* What the task requires
Go through the material below and copy all lines with "DisablePreparedStatements".

* Task inputs
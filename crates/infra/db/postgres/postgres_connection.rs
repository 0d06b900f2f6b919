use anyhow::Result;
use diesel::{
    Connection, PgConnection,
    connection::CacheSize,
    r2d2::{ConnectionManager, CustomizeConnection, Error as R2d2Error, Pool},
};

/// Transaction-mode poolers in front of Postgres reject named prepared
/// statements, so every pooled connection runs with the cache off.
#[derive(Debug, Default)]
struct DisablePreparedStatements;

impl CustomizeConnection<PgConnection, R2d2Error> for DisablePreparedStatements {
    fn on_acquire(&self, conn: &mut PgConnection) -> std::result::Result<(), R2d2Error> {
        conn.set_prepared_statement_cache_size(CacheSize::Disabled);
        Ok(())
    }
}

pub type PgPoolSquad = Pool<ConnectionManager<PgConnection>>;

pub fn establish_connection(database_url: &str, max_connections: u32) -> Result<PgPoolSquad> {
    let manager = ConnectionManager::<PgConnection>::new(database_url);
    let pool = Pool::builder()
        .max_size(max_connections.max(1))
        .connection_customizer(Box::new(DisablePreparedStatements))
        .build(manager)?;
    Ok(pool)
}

* Response to the exercise
struct DisablePreparedStatements;
impl CustomizeConnection<PgConnection, R2d2Error> for DisablePreparedStatements {
        .connection_customizer(Box::new(DisablePreparedStatements))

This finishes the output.